### [What you will do]
Copy out, exactly, the first line of the entries below and every line after it through the one containing "pub struct VideoFilter".
- Opening Delimiter -
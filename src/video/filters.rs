//! Heuristic filters and formatting for video search results.

use crate::config::FilterSettings;

/// Placeholder used when a description has no usable text.
pub const NO_DESCRIPTION: &str = "No description available";

/// Descriptions shorter than this look past the first usable line.
const MIN_DESCRIPTION_CHARS: usize = 50;

/// Keyword filters and description cleanup for search hits.
#[derive(Debug, Clone)]
pub struct VideoFilter {
    deny_phrases: Vec<String>,
    allow_keywords: Vec<String>,
    promotional_phrases: Vec<String>,
    description_max_chars: usize,
}

fn lowercased(items: &[String]) -> Vec<String> {
    items
        .iter()
        .map(|s| s.to_lowercase())
        .filter(|s| !s.trim().is_empty())
        .collect()
}

impl VideoFilter {
    pub fn new(settings: &FilterSettings, description_max_chars: usize) -> Self {
        Self {
            deny_phrases: lowercased(&settings.deny_phrases),
            allow_keywords: lowercased(&settings.allow_keywords),
            promotional_phrases: lowercased(&settings.promotional_phrases),
            description_max_chars: description_max_chars.max(16),
        }
    }

    /// True if the title reads like a listicle or comparison.
    pub fn is_listicle(&self, title: &str) -> bool {
        let title = title.to_lowercase();
        self.deny_phrases.iter().any(|p| title.contains(p.as_str()))
    }

    /// True if title or description mention at least one AI keyword.
    pub fn is_ai_related(&self, title: &str, description: &str) -> bool {
        let text = format!("{} {}", title, description).to_lowercase();
        self.allow_keywords.iter().any(|k| text.contains(k.as_str()))
    }

    /// Apply both filters.
    pub fn accepts(&self, title: &str, description: &str) -> bool {
        !self.is_listicle(title) && self.is_ai_related(title, description)
    }

    fn is_promotional(&self, line: &str) -> bool {
        let line = line.to_lowercase();
        self.promotional_phrases.iter().any(|p| line.contains(p.as_str()))
    }

    /// Pick the first non-promotional description line and shorten it.
    ///
    /// A short result is replaced by the first non-promotional line after the
    /// opening one, which skips a bare title line above the real description.
    pub fn clean_description(&self, description: &str) -> String {
        let lines: Vec<&str> = description
            .lines()
            .map(str::trim)
            .filter(|l| !l.is_empty())
            .collect();

        let Some(chosen) = lines
            .iter()
            .find(|l| !self.is_promotional(l))
            .or_else(|| lines.first())
        else {
            return NO_DESCRIPTION.to_string();
        };

        let cleaned = truncate_at_boundary(&decode_entities(chosen), self.description_max_chars);
        if cleaned.chars().count() >= MIN_DESCRIPTION_CHARS {
            return cleaned;
        }

        match lines.iter().skip(1).find(|l| !self.is_promotional(l)) {
            Some(line) => truncate_at_boundary(&decode_entities(line), self.description_max_chars),
            None => cleaned,
        }
    }
}

/// Format a raw view count for display.
pub fn format_view_count(count: u64) -> String {
    // Tenths of a thousand, as the K label would round them.
    let tenths_of_k = (count as f64 / 100.0).round();
    if count < 1_000 {
        format!("{} views", count)
    } else if tenths_of_k < 10_000.0 {
        format!("{:.1}K views", tenths_of_k / 10.0)
    } else {
        format!("{:.1}M views", count as f64 / 1_000_000.0)
    }
}

/// Shorten text to at most `max_chars` characters.
///
/// Prefers a sentence end (`.`, `!` or `?` followed by whitespace) in the
/// second half of the window. Otherwise cuts at a word boundary and appends
/// `...` within the same limit.
pub(crate) fn truncate_at_boundary(text: &str, max_chars: usize) -> String {
    let chars: Vec<char> = text.chars().collect();
    if chars.len() <= max_chars {
        return text.to_string();
    }

    let sentence_end = (max_chars / 2..max_chars).rev().find(|&i| {
        matches!(chars[i], '.' | '!' | '?') && chars.get(i + 1).is_some_and(|c| c.is_whitespace())
    });
    if let Some(idx) = sentence_end {
        return chars[..=idx].iter().collect::<String>().trim_end().to_string();
    }

    let budget = max_chars.saturating_sub(ELLIPSIS.len());
    let window = &chars[..budget];
    let head: String = match window.iter().rposition(|c| c.is_whitespace()) {
        Some(idx) if idx > 0 => window[..idx].iter().collect(),
        _ => window.iter().collect(),
    };
    format!("{}{}", head.trim_end(), ELLIPSIS)
}

const ELLIPSIS: &str = "...";

/// Decode the HTML entities the search API leaves in snippets.
pub(crate) fn decode_entities(text: &str) -> String {
    text.replace("&quot;", "\"")
        .replace("&#39;", "'")
        .replace("&lt;", "<")
        .replace("&gt;", ">")
        .replace("&amp;", "&")
}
- Closing Delimiter -
### [Result of this task]
filename src/video/filters.rs
//! Heuristic filters and formatting for video search results.

use crate::config::FilterSettings;

/// Placeholder used when a description has no usable text.
pub const NO_DESCRIPTION: &str = "No description available";

/// Descriptions shorter than this look past the first usable line.
const MIN_DESCRIPTION_CHARS: usize = 50;

/// Keyword filters and description cleanup for search hits.
#[derive(Debug, Clone)]
pub struct VideoFilter {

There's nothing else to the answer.